PROMPT —
Every record that follows must be given again exactly.

Stored items —
::::::

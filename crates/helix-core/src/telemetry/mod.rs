//! Telemetry relay and in-memory metrics.

pub mod bridge;
pub mod error;
pub mod metrics;

pub use bridge::{TelemetryBridge, TelemetryEvent, TelemetrySubscriber};
pub use error::{Result, TelemetryError};
pub use metrics::{AggregateMetrics, MetricsAggregator, MetricsSubscriber, SessionMetrics};
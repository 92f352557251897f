//! Picker - headless driver for the picker controller.
//!
//! Loads a picker configuration, replays a sequence of searches against it
//! and prints the resulting choices and picks.

use std::process::ExitCode;

use anyhow::{Context, Result, bail};
use clap::Parser;
use serde::Serialize;
use tracing::{error, info};
use tracing_subscriber::{EnvFilter, layer::SubscriberExt, util::SubscriberInitExt};

use picker_core::{Item, KeyCode, KeyEvent, PickerConfig, PickerController};

/// Picker command line driver
#[derive(Parser)]
#[command(name = "picker")]
#[command(about = "Search a picker configuration and pick results")]
#[command(version)]
struct Args {
    /// Configuration file path (.toml or .json)
    #[arg(short, long)]
    config: String,

    /// Search query; repeat to replay several searches in order
    #[arg(short, long = "query")]
    queries: Vec<String>,

    /// Move the result cursor to this index after the last search
    #[arg(long)]
    select: Option<usize>,

    /// Commit the result under the cursor
    #[arg(long)]
    commit: bool,

    /// Print the report as JSON
    #[arg(long)]
    json: bool,

    /// Log level
    #[arg(long, default_value = "info")]
    log_level: String,

    /// Enable JSON logging
    #[arg(long)]
    json_logs: bool,
}

#[derive(Debug, Serialize)]
struct Choice {
    label: String,
    item: Item,
}

#[derive(Debug, Serialize)]
struct Report {
    placeholder: String,
    query: String,
    choices: Vec<Choice>,
    picks: Vec<Choice>,
    selections: Vec<String>,
}

impl Report {
    fn capture(picker: &PickerController, query: &str) -> Self {
        let describe = |items: &[Item]| -> Vec<Choice> {
            items
                .iter()
                .map(|item| Choice {
                    label: picker.label(item),
                    item: item.clone(),
                })
                .collect()
        };
        Self {
            placeholder: picker.placeholder().to_string(),
            query: query.to_string(),
            choices: describe(picker.choices()),
            picks: describe(picker.picks()),
            selections: picker.selections(),
        }
    }

    fn print(&self) {
        println!("query: {:?}", self.query);
        println!("choices:");
        for (i, choice) in self.choices.iter().enumerate() {
            println!("  [{i}] {}", choice.label);
        }
        println!("picks:");
        for pick in &self.picks {
            println!("  {}", pick.label);
        }
        println!("selections: {}", self.selections.join(", "));
    }
}

fn setup_logging(level: &str, json: bool) {
    let filter = EnvFilter::try_from_default_env().unwrap_or_else(|_| EnvFilter::new(level));

    let subscriber = tracing_subscriber::registry().with(filter);

    if json {
        subscriber
            .with(
                tracing_subscriber::fmt::layer()
                    .json()
                    .with_writer(std::io::stderr),
            )
            .init();
    } else {
        subscriber
            .with(
                tracing_subscriber::fmt::layer()
                    .pretty()
                    .with_writer(std::io::stderr),
            )
            .init();
    }
}

async fn run(args: Args) -> Result<()> {
    let config = PickerConfig::load(&args.config)
        .with_context(|| format!("Failed to load config from {}", args.config))?;

    let mut picker = PickerController::builder(config)
        .on_change(|picks| info!(count = picks.len(), "Picks changed"))
        .build();
    if let Some(err) = picker.config_error() {
        bail!("Picker is disabled: {err}");
    }

    for query in &args.queries {
        picker.set_query(query.as_str());
        let task = picker.search()?;
        picker.settle([task]).await;

        let report = Report::capture(&picker, query);
        if args.json {
            println!("{}", serde_json::to_string_pretty(&report)?);
        } else {
            report.print();
        }
    }

    if let Some(index) = args.select {
        if !picker.scroll_to(index) {
            bail!(
                "Result index {index} is out of range ({} results)",
                picker.choices().len()
            );
        }
    }

    if args.commit {
        let outcome = picker.handle_key(KeyEvent::press(KeyCode::Enter));
        if !outcome.prevent_default {
            bail!("Nothing to commit: the last search returned no results");
        }
        let report = Report::capture(&picker, picker.query());
        if args.json {
            println!("{}", serde_json::to_string_pretty(&report)?);
        } else {
            report.print();
        }
    }

    Ok(())
}

#[tokio::main]
async fn main() -> ExitCode {
    let args = Args::parse();

    setup_logging(&args.log_level, args.json_logs);

    match run(args).await {
        Ok(()) => ExitCode::SUCCESS,
        Err(e) => {
            error!("{e:#}");
            ExitCode::FAILURE
        }
    }
}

::::::

RESULT OF THE TASK —
filename crates/helix-core/src/telemetry/mod.rs
//! Telemetry relay and in-memory metrics.

pub mod bridge;
pub mod error;
pub mod metrics;

pub use bridge::{TelemetryBridge, TelemetryEvent, TelemetrySubscriber};
pub use error::{Result, TelemetryError};
pub use metrics::{AggregateMetrics, MetricsAggregator, MetricsSubscriber, SessionMetrics};
repository 92f352557251897f
//! Picker - headless driver for the picker controller.
//!
//! Loads a picker configuration, replays a sequence of searches against it
//! and prints the resulting choices and picks.

use std::process::ExitCode;

use anyhow::{Context, Result, bail};
use clap::Parser;
use serde::Serialize;
use tracing::{error, info};
use tracing_subscriber::{EnvFilter, layer::SubscriberExt, util::SubscriberInitExt};

use picker_core::{Item, KeyCode, KeyEvent, PickerConfig, PickerController};

/// Picker command line driver
#[derive(Parser)]
#[command(name = "picker")]
#[command(about = "Search a picker configuration and pick results")]
#[command(version)]
struct Args {
    /// Configuration file path (.toml or .json)
    #[arg(short, long)]
    config: String,

    /// Search query; repeat to replay several searches in order
    #[arg(short, long = "query")]
    queries: Vec<String>,

    /// Move the result cursor to this index after the last search
    #[arg(long)]
    select: Option<usize>,

    /// Commit the result under the cursor
    #[arg(long)]
    commit: bool,

    /// Print the report as JSON
    #[arg(long)]
    json: bool,

    /// Log level
    #[arg(long, default_value = "info")]
    log_level: String,

    /// Enable JSON logging
    #[arg(long)]
    json_logs: bool,
}

#[derive(Debug, Serialize)]
struct Choice {
    label: String,
    item: Item,
}

#[derive(Debug, Serialize)]
struct Report {
    placeholder: String,
    query: String,
    choices: Vec<Choice>,
    picks: Vec<Choice>,
    selections: Vec<String>,
}

impl Report {
    fn capture(picker: &PickerController, query: &str) -> Self {
        let describe = |items: &[Item]| -> Vec<Choice> {
            items
                .iter()
                .map(|item| Choice {
                    label: picker.label(item),
                    item: item.clone(),
                })
                .collect()
        };
        Self {
            placeholder: picker.placeholder().to_string(),
            query: query.to_string(),
            choices: describe(picker.choices()),
            picks: describe(picker.picks()),
            selections: picker.selections(),
        }
    }

    fn print(&self) {
        println!("query: {:?}", self.query);
        println!("choices:");
        for (i, choice) in self.choices.iter().enumerate() {
            println!("  [{i}] {}", choice.label);
        }
        println!("picks:");
        for pick in &self.picks {
            println!("  {}", pick.label);
        }
        println!("selections: {}", self.selections.join(", "));
    }
}

fn setup_logging(level: &str, json: bool) {
    let filter = EnvFilter::try_from_default_env().unwrap_or_else(|_| EnvFilter::new(level));

    let subscriber = tracing_subscriber::registry().with(filter);

    if json {
        subscriber
            .with(
                tracing_subscriber::fmt::layer()
                    .json()
                    .with_writer(std::io::stderr),
            )
            .init();
    } else {
        subscriber
            .with(
                tracing_subscriber::fmt::layer()
                    .pretty()
                    .with_writer(std::io::stderr),
            )
            .init();
    }
}

async fn run(args: Args) -> Result<()> {
    let config = PickerConfig::load(&args.config)
        .with_context(|| format!("Failed to load config from {}", args.config))?;

    let mut picker = PickerController::builder(config)
        .on_change(|picks| info!(count = picks.len(), "Picks changed"))
        .build();
    if let Some(err) = picker.config_error() {
        bail!("Picker is disabled: {err}");
    }

    for query in &args.queries {
        picker.set_query(query.as_str());
        let task = picker.search()?;
        picker.settle([task]).await;

        let report = Report::capture(&picker, query);
        if args.json {
            println!("{}", serde_json::to_string_pretty(&report)?);
        } else {
            report.print();
        }
    }

    if let Some(index) = args.select {
        if !picker.scroll_to(index) {
            bail!(
                "Result index {index} is out of range ({} results)",
                picker.choices().len()
            );
        }
    }

    if args.commit {
        let outcome = picker.handle_key(KeyEvent::press(KeyCode::Enter));
        if !outcome.prevent_default {
            bail!("Nothing to commit: the last search returned no results");
        }
        let report = Report::capture(&picker, picker.query());
        if args.json {
            println!("{}", serde_json::to_string_pretty(&report)?);
        } else {
            report.print();
        }
    }

    Ok(())
}

#[tokio::main]
async fn main() -> ExitCode {
    let args = Args::parse();

    setup_logging(&args.log_level, args.json_logs);

    match run(args).await {
        Ok(()) => ExitCode::SUCCESS,
        Err(e) => {
            error!("{e:#}");
            ExitCode::FAILURE
        }
    }
}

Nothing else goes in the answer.